==== Data excerpts ====
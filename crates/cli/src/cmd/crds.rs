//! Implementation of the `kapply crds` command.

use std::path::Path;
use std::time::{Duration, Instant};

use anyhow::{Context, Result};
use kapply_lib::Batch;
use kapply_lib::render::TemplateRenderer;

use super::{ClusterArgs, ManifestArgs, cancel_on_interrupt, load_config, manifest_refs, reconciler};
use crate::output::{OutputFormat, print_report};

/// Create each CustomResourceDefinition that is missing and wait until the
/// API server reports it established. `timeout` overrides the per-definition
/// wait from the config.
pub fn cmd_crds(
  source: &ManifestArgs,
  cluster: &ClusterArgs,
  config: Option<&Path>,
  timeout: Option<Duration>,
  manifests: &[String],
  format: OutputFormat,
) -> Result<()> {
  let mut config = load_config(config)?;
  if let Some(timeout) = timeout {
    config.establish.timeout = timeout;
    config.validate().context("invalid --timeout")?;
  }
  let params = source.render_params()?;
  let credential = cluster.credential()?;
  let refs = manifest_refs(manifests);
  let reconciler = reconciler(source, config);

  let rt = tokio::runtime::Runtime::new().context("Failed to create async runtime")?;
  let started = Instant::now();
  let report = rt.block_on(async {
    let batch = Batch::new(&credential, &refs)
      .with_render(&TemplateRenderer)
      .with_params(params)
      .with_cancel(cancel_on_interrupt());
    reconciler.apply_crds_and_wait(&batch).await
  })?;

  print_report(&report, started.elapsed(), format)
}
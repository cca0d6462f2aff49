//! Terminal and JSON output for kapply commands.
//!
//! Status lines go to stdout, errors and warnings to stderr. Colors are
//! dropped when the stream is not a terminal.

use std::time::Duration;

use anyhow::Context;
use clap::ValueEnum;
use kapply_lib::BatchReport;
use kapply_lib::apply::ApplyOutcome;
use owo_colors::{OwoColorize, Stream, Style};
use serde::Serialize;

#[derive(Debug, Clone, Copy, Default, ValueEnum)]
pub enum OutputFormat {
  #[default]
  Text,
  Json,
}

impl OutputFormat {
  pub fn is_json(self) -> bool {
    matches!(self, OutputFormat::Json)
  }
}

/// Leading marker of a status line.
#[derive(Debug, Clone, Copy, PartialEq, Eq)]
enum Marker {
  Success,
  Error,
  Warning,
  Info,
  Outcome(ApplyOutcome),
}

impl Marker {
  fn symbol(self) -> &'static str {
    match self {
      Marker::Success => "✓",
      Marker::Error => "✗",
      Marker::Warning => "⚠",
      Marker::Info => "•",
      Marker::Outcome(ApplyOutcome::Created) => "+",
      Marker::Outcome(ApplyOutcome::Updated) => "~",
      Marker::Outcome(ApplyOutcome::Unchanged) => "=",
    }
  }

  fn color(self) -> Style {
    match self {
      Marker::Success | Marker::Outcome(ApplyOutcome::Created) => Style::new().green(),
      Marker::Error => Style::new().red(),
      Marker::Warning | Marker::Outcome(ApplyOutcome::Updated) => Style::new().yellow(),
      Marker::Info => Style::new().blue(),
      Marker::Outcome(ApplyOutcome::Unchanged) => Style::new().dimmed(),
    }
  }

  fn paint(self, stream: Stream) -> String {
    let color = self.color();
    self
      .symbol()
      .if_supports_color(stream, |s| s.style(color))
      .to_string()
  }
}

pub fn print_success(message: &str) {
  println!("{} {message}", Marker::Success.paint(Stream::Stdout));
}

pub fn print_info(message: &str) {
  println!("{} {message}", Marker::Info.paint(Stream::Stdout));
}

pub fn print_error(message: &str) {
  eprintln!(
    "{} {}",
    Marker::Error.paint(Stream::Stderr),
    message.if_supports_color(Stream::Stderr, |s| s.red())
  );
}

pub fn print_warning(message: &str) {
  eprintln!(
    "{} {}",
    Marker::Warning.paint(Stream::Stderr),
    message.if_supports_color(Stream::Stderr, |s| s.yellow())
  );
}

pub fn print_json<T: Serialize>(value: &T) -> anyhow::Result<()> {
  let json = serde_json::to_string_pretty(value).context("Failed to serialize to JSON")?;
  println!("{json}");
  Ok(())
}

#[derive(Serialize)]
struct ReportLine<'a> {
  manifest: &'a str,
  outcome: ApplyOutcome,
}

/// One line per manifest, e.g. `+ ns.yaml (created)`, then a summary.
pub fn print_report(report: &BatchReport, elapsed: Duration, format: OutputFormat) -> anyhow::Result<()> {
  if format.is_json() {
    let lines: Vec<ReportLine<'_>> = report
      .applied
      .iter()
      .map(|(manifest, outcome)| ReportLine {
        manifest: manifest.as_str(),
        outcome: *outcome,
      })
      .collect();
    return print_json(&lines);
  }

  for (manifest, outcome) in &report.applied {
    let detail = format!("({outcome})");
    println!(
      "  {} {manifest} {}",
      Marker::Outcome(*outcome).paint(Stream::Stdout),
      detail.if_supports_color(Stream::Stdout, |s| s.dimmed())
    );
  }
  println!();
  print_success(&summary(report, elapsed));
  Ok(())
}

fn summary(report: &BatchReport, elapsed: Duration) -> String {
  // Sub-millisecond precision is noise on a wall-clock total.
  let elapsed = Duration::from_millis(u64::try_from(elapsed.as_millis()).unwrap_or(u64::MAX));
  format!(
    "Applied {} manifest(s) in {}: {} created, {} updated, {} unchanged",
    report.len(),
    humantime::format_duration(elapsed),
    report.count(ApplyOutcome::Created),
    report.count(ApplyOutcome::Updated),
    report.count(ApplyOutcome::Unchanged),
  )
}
====
Retype every record exactly, omitting nothing.

filename crates/cli/src/cmd/crds.rs
//! Implementation of the `kapply crds` command.

use std::path::Path;
use std::time::{Duration, Instant};

use anyhow::{Context, Result};
use kapply_lib::Batch;
use kapply_lib::render::TemplateRenderer;

use super::{ClusterArgs, ManifestArgs, cancel_on_interrupt, load_config, manifest_refs, reconciler};
use crate::output::{OutputFormat, print_report};

/// Create each CustomResourceDefinition that is missing and wait until the
/// API server reports it established. `timeout` overrides the per-definition
/// wait from the config.
pub fn cmd_crds(
  source: &ManifestArgs,
  cluster: &ClusterArgs,
  config: Option<&Path>,
  timeout: Option<Duration>,
  manifests: &[String],
  format: OutputFormat,
) -> Result<()> {
  let mut config = load_config(config)?;
  if let Some(timeout) = timeout {
    config.establish.timeout = timeout;
    config.validate().context("invalid --timeout")?;
  }
  let params = source.render_params()?;
  let credential = cluster.credential()?;
  let refs = manifest_refs(manifests);
  let reconciler = reconciler(source, config);

  let rt = tokio::runtime::Runtime::new().context("Failed to create async runtime")?;
  let started = Instant::now();
  let report = rt.block_on(async {
    let batch = Batch::new(&credential, &refs)
      .with_render(&TemplateRenderer)
      .with_params(params)
      .with_cancel(cancel_on_interrupt());
    reconciler.apply_crds_and_wait(&batch).await
  })?;

  print_report(&report, started.elapsed(), format)
}
repository cca0d6462f2aff49
//! Terminal and JSON output for kapply commands.
//!
//! Status lines go to stdout, errors and warnings to stderr. Colors are
//! dropped when the stream is not a terminal.

use std::time::Duration;

use anyhow::Context;
use clap::ValueEnum;
use kapply_lib::BatchReport;
use kapply_lib::apply::ApplyOutcome;
use owo_colors::{OwoColorize, Stream, Style};
use serde::Serialize;

#[derive(Debug, Clone, Copy, Default, ValueEnum)]
pub enum OutputFormat {
  #[default]
  Text,
  Json,
}

impl OutputFormat {
  pub fn is_json(self) -> bool {
    matches!(self, OutputFormat::Json)
  }
}

/// Leading marker of a status line.
#[derive(Debug, Clone, Copy, PartialEq, Eq)]
enum Marker {
  Success,
  Error,
  Warning,
  Info,
  Outcome(ApplyOutcome),
}

impl Marker {
  fn symbol(self) -> &'static str {
    match self {
      Marker::Success => "✓",
      Marker::Error => "✗",
      Marker::Warning => "⚠",
      Marker::Info => "•",
      Marker::Outcome(ApplyOutcome::Created) => "+",
      Marker::Outcome(ApplyOutcome::Updated) => "~",
      Marker::Outcome(ApplyOutcome::Unchanged) => "=",
    }
  }

  fn color(self) -> Style {
    match self {
      Marker::Success | Marker::Outcome(ApplyOutcome::Created) => Style::new().green(),
      Marker::Error => Style::new().red(),
      Marker::Warning | Marker::Outcome(ApplyOutcome::Updated) => Style::new().yellow(),
      Marker::Info => Style::new().blue(),
      Marker::Outcome(ApplyOutcome::Unchanged) => Style::new().dimmed(),
    }
  }

  fn paint(self, stream: Stream) -> String {
    let color = self.color();
    self
      .symbol()
      .if_supports_color(stream, |s| s.style(color))
      .to_string()
  }
}

pub fn print_success(message: &str) {
  println!("{} {message}", Marker::Success.paint(Stream::Stdout));
}

pub fn print_info(message: &str) {
  println!("{} {message}", Marker::Info.paint(Stream::Stdout));
}

pub fn print_error(message: &str) {
  eprintln!(
    "{} {}",
    Marker::Error.paint(Stream::Stderr),
    message.if_supports_color(Stream::Stderr, |s| s.red())
  );
}

pub fn print_warning(message: &str) {
  eprintln!(
    "{} {}",
    Marker::Warning.paint(Stream::Stderr),
    message.if_supports_color(Stream::Stderr, |s| s.yellow())
  );
}

pub fn print_json<T: Serialize>(value: &T) -> anyhow::Result<()> {
  let json = serde_json::to_string_pretty(value).context("Failed to serialize to JSON")?;
  println!("{json}");
  Ok(())
}

#[derive(Serialize)]
struct ReportLine<'a> {
  manifest: &'a str,
  outcome: ApplyOutcome,
}

/// One line per manifest, e.g. `+ ns.yaml (created)`, then a summary.
pub fn print_report(report: &BatchReport, elapsed: Duration, format: OutputFormat) -> anyhow::Result<()> {
  if format.is_json() {
    let lines: Vec<ReportLine<'_>> = report
      .applied
      .iter()
      .map(|(manifest, outcome)| ReportLine {
        manifest: manifest.as_str(),
        outcome: *outcome,
      })
      .collect();
    return print_json(&lines);
  }

  for (manifest, outcome) in &report.applied {
    let detail = format!("({outcome})");
    println!(
      "  {} {manifest} {}",
      Marker::Outcome(*outcome).paint(Stream::Stdout),
      detail.if_supports_color(Stream::Stdout, |s| s.dimmed())
    );
  }
  println!();
  print_success(&summary(report, elapsed));
  Ok(())
}

fn summary(report: &BatchReport, elapsed: Duration) -> String {
  // Sub-millisecond precision is noise on a wall-clock total.
  let elapsed = Duration::from_millis(u64::try_from(elapsed.as_millis()).unwrap_or(u64::MAX));
  format!(
    "Applied {} manifest(s) in {}: {} created, {} updated, {} unchanged",
    report.len(),
    humantime::format_duration(elapsed),
    report.count(ApplyOutcome::Created),
    report.count(ApplyOutcome::Updated),
    report.count(ApplyOutcome::Unchanged),
  )
}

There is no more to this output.